D’abord, nous sommes capables non seulement de percevoir et de penser, mais de percevoir notre perception et de penser notre pensée. C’est ainsi, dit saint Thomas, que notre âme se connaît elle-même. Car elle ne se voit pas directement ; elle n’est capable que de se voir agissante, c’est-à-dire, quand elle agit, de revenir sur son acte et de se saisir dans son acte. C’est de la même manière que, contre les sceptiques, saint Augustin montrait le quid inconcussum de la certitude : impossible, pour celui qui doute, de ne pas apercevoir cette vérité qu’il exprime un doute ; le doute engendre la réflexion sur le doute qui fait apparaître la vérité de la connaissance et de l’âme. Le cogito cartésien est une application de cette méthode. Elle joue un rôle éminent dans la philosophie de maints penseurs contemporains, comme Jules Lachelier ou M. Léon Brunschvicg. Inutile d’en montrer la légitimité. Seuls les positivistes l’ont rejetée. Il semble bien qu’aujourd’hui tout le monde est d’accord pour en reconnaître la valeur.

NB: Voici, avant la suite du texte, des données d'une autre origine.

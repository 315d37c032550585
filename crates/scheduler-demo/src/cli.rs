use clap::Parser;

fn default_parallel_workers() -> u16 {
    std::thread::available_parallelism()
        .map(|n| n.get())
        .unwrap_or(1)
        .min(32) as u16
}

/// In-process demo of the scheduler core: builds a linear chain of tasks and
/// drives it across a pool of fixture workers.
#[derive(Debug, Clone, Parser)]
#[command(name = "scheduler-demo", version, about = "Scheduler core demo runner")]
pub struct Cli {
    /// Number of tasks in the demo chain (`A1 -> A2 -> ... -> An`).
    #[arg(short = 'n', long, default_value_t = 6)]
    pub chain_len: u32,

    /// Number of fixture workers to run the chain across.
    #[arg(short = 'w', long, default_value_t = default_parallel_workers())]
    pub workers: u16,

    /// Max concurrent in-flight tasks per worker slot.
    #[arg(long, default_value_t = 2)]
    pub concurrency: usize,

    /// Max attempts per task before it is considered terminally failed.
    #[arg(long, default_value_t = 3)]
    pub attempts: u32,

    /// Make the task at this 1-based position in the chain fail once before
    /// succeeding, to demonstrate the retry path. 0 disables this.
    #[arg(long, default_value_t = 0)]
    pub fail_once_at: u32,

    /// Simulated work duration per task attempt, in milliseconds.
    #[arg(long, default_value_t = 150)]
    pub work_ms: u64,
}
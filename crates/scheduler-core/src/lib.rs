#![forbid(unsafe_code)]
#![deny(unreachable_pub)]

//! Core of a distributed DAG task scheduler.
//!
//! Given a set of tasks with dependencies and a set of workers, drives every
//! task to completion on some worker while honoring per-task worker
//! affinities and restrictions, a bounded per-worker concurrency, a bounded
//! retry budget, and cascading invalidation of dependents when an upstream
//! task must be redone.
//!
//! Building the task/dependency graph, discovering workers, the RPC
//! transport between this process and a worker, and persisting scheduler
//! state are all the caller's concern; this crate only implements the
//! dispatch loop in between.

mod assignment;
mod config;
mod error;
mod event;
mod failure;
mod ids;
mod readiness;
mod scheduler;
mod state;
mod task;
mod worker;

pub use config::SchedulerConfig;
pub use error::ScheduleError;
pub use event::{DoneSignal, FinishReason, SchedulerEvent, StatusSnapshot, WorkerSnapshot};
pub use ids::{Priority, TaskId, WorkerId};
pub use scheduler::{DoneCallback, Scheduler, SchedulerHandle};
pub use task::{BoxFuture, Task, TaskFailure};
pub use worker::Worker;

#[cfg(test)]
mod tests;
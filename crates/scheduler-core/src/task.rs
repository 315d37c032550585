use std::collections::HashSet;
use std::fmt;
use std::future::Future;
use std::pin::Pin;
use std::sync::Arc;

use crate::ids::{Priority, TaskId, WorkerId};

/// A future returned by [`Task::execute`].
pub type BoxFuture<'a, T> = Pin<Box<dyn Future<Output = T> + Send + 'a>>;

/// Why a task's last attempt did not produce a usable result.
///
/// Carried on the task itself (`Task::exception`) rather than threaded
/// through call signatures, mirroring how a remote worker reports failure
/// out-of-band from the call that dispatched the work.
#[derive(Debug, Clone)]
pub enum TaskFailure {
    /// The worker that was executing the task dropped its connection
    /// mid-flight; nothing is known about the task's dependencies.
    NotConnected,
    /// The task observed that one or more of its upstream dependencies had
    /// produced a result that is no longer valid, grouped by the worker the
    /// report applies to (`None` means "regardless of which worker produced
    /// it").
    DependenciesFailed {
        /// Dependency ids the failure applies to, keyed by the worker whose
        /// materialized result is implicated.
        by_worker: std::collections::HashMap<Option<WorkerId>, HashSet<TaskId>>,
    },
    /// A task failed purely because an upstream dependency was invalidated;
    /// synthesized by the failure resolver, never reported by a `Task` impl
    /// directly.
    FailedDependency {
        /// Human-readable description of which dependency caused this.
        cause: String,
    },
    /// Any other failure; counted against the task's retry budget.
    Other(Arc<anyhow::Error>),
}

impl fmt::Display for TaskFailure {
    fn fmt(&self, f: &mut fmt::Formatter<'_>) -> fmt::Result {
        match self {
            TaskFailure::NotConnected => write!(f, "worker disconnected"),
            TaskFailure::DependenciesFailed { by_worker } => {
                write!(f, "dependencies invalidated on {} worker(s)", by_worker.len())
            }
            TaskFailure::FailedDependency { cause } => write!(f, "failed dependency: {cause}"),
            TaskFailure::Other(err) => write!(f, "{err}"),
        }
    }
}

/// A unit of work the scheduler drives to completion on some worker.
///
/// Implementations are supplied by the caller; the scheduler only ever holds
/// `Arc<dyn Task>` and never assumes anything about what `execute` actually
/// does beyond its return value and the state observable through the other
/// methods once the returned future resolves.
pub trait Task: Send + Sync + fmt::Debug {
    /// Stable identifier, unique within a single scheduler run.
    fn id(&self) -> TaskId;

    /// Scheduling priority; lower values are preferred when multiple tasks
    /// are otherwise equally eligible.
    fn priority(&self) -> Priority;

    /// Ids of tasks that must execute successfully before this one can run.
    fn dependencies(&self) -> HashSet<TaskId> {
        HashSet::new()
    }

    /// Ids of tasks that depend on this one. Expected to be the inverse of
    /// every other task's `dependencies()` within the same task set.
    fn dependents(&self) -> HashSet<TaskId> {
        HashSet::new()
    }

    /// If set, the task is considered already executed on this worker before
    /// the scheduler does anything, e.g. because it was restored from a
    /// previous run.
    fn stopped_on(&self) -> Option<WorkerId> {
        None
    }

    /// Worker the most recent attempt ran on, if any.
    fn executed_on_last(&self) -> Option<WorkerId> {
        None
    }

    /// Every worker this task has ever executed on, oldest first.
    fn executed_on(&self) -> Vec<WorkerId> {
        Vec::new()
    }

    /// Whether the most recent attempt failed.
    fn failed(&self) -> bool;

    /// Failure detail for the most recent attempt, if `failed()` is true.
    fn exception(&self) -> Option<TaskFailure> {
        None
    }

    /// Records a failure against this task, e.g. because a downstream
    /// consumer reported that the task's result is stale. Implementations
    /// must make this observable from a subsequent `failed()`/`exception()`
    /// call.
    fn mark_failed(&self, failure: TaskFailure);

    /// Best-effort cooperative cancellation; called on tasks still executing
    /// when the scheduler aborts. Default is a no-op since not every task
    /// can be interrupted mid-flight.
    fn cancel(&self) {}

    /// Runs the task on `worker`. Must return promptly with a future rather
    /// than blocking inline; the scheduler calls this from inside a
    /// synchronous critical section and immediately hands the returned
    /// future to its own task runtime.
    fn execute(&self, worker: WorkerId) -> BoxFuture<'static, ()>;

    /// Scores this task's affinity for each of `workers`. Positive scores
    /// indicate a preference (higher is stronger), negative scores forbid
    /// the pairing outright, and zero (the default, via an absent entry)
    /// means indifferent.
    fn locality(&self, _workers: &[WorkerId]) -> Vec<(WorkerId, i64)> {
        Vec::new()
    }
}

La méthode réflexive objective consiste à prendre pour objet de pensée non pas l’acte subjectif de prise de conscience, mais le résultat de cet acte, soit le concept qu’il construit, soit le jugement qu’il formule. Par exemple, dit saint Thomas, nous avons une certaine connaissance de la nature humaine ou de la nature d’un animal. La réflexion prend pour objet cette conception et y reconnaît qu’elle est une espèce ou un genre. Exposé excellent dans Akos von Pauler, Logik, Versuch einer Theorie der Wahrheit, Berlin, 1929, p. 268-277. A son tour, elle peut prendre pour objet l’idée d’espèce et de genre et y reconnaître telle propriété, et ainsi de suite. Edmund Husserl enseigne la même méthode en distinguant des opérations attributives et des opérations syntactiques. Une opération attributive est une opération logique primaire (cette encre est rouge). L’opération syntactique prend le jugement attributif pour objet, elle en fait un objet, ou plutôt une objectivité ( « cette encre est rouge » est un jugement). A son tour, l’objectivité ainsi obtenue peut être prise pour objectivité, et ainsi être rangée (d’où le nom de syntaxe, συντάττω) dans un système qui l’englobe, et ainsi de suite. Husserl, Formale und transzendentale Logik, Halle, 1929, p. 93-105 et 259-275. Inutile de montrer que ce procédé, dont usent les sciences rationnelles, est à sa place en logique, et qu’il le sera en ontologie. Les analyses fameuses du mouvement, de la puissance, du lieu, du temps, faites par Aristote et reprises par saint Thomas, impliquent ce procédé (le lieu de ce corps est une limite ; la limite de ce lieu est immobile, etc.).

De l’usage de ces méthodes.

Mais pourquoi, si la philosophie possède des méthodes dont tout le monde, en somme, reconnaît la légitimité, comment se fait-il qu’on n’ose pas les employer, et que les systèmes de philosophie soient construits par des procédés si opposés ?

Si tous usent de la raison expérimentale ; si, à l’exception de quelques positivistes à la vue étroite, tous usent de la méthode réflexive, certains se bornent à étudier la vie de l’esprit ; et, dans la réalité du monde, ils étudient ce qui est assimilable ou plutôt, selon eux, identique à l’esprit. Ou bien ils sont retenus par une excessive timidité d’intelligence, et considèrent comme une audace intempestive d’aborder la métaphysique ; ou, plutôt, ils ne croient pas que l’esprit humain soit capable de connaître autre chose que soi-même. L’emploi des méthodes est ainsi limité par certains postulats (par exemple, le postulat d’immanence).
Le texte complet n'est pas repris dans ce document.